Meenakshi clasped his hand. 'So what happens, if — you know — if it comes to a nuclear war?'

'It won't,' said Mehta firmly. 'Because if it does, Pakistan will be struck with a hundred nuclear weapons of between 10 and 100 kilotons.'

'Hiroshima was 14 kilotons,' interjected Uddin.

'There would be nothing left at all,' said Mehta. 'Our policy is well known. To attack India would be suicide, and Qureshi would never contemplate it.'

Suddenly, Meenakshi gripped his hand and put her other hand to her mouth. 'Oh my God,' she exclaimed, looking up at the television. 'I hadn't seen what was on.'

* * *

The camera concentrated in turn on each of three figures standing on a rain-soaked runway outside a US military transport plane.

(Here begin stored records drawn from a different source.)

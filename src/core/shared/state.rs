use crate::core::config::AppConfig;
use crate::core::shared::utils::DbPool;
use crate::drive::ObjectStore;

pub struct AppState {
    pub conn: DbPool,
    pub drive: ObjectStore,
    pub config: AppConfig,
}

impl AppState {
    pub fn new(conn: DbPool, drive: ObjectStore, config: AppConfig) -> Self {
        Self {
            conn,
            drive,
            config,
        }
    }
}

A coffin, draped in the Stars and Stripes, was lowered on to the tarmac by hydraulic lift. A lone bugler, in the uniform of the United States Air Force, played the Star Spangled Banner, while Jim West, Caroline Brock and Mary Newman stepped forward with their heads lowered. Caroline unclasped her hands, reached out to Newman, who took her hand then stepped forward with her and rested it on the flag on the coffin. The lens focused on Newman's face, red with burn injuries and her hair even shorter than before, cut to cover up the singeing. It made her look young, alone and vulnerable.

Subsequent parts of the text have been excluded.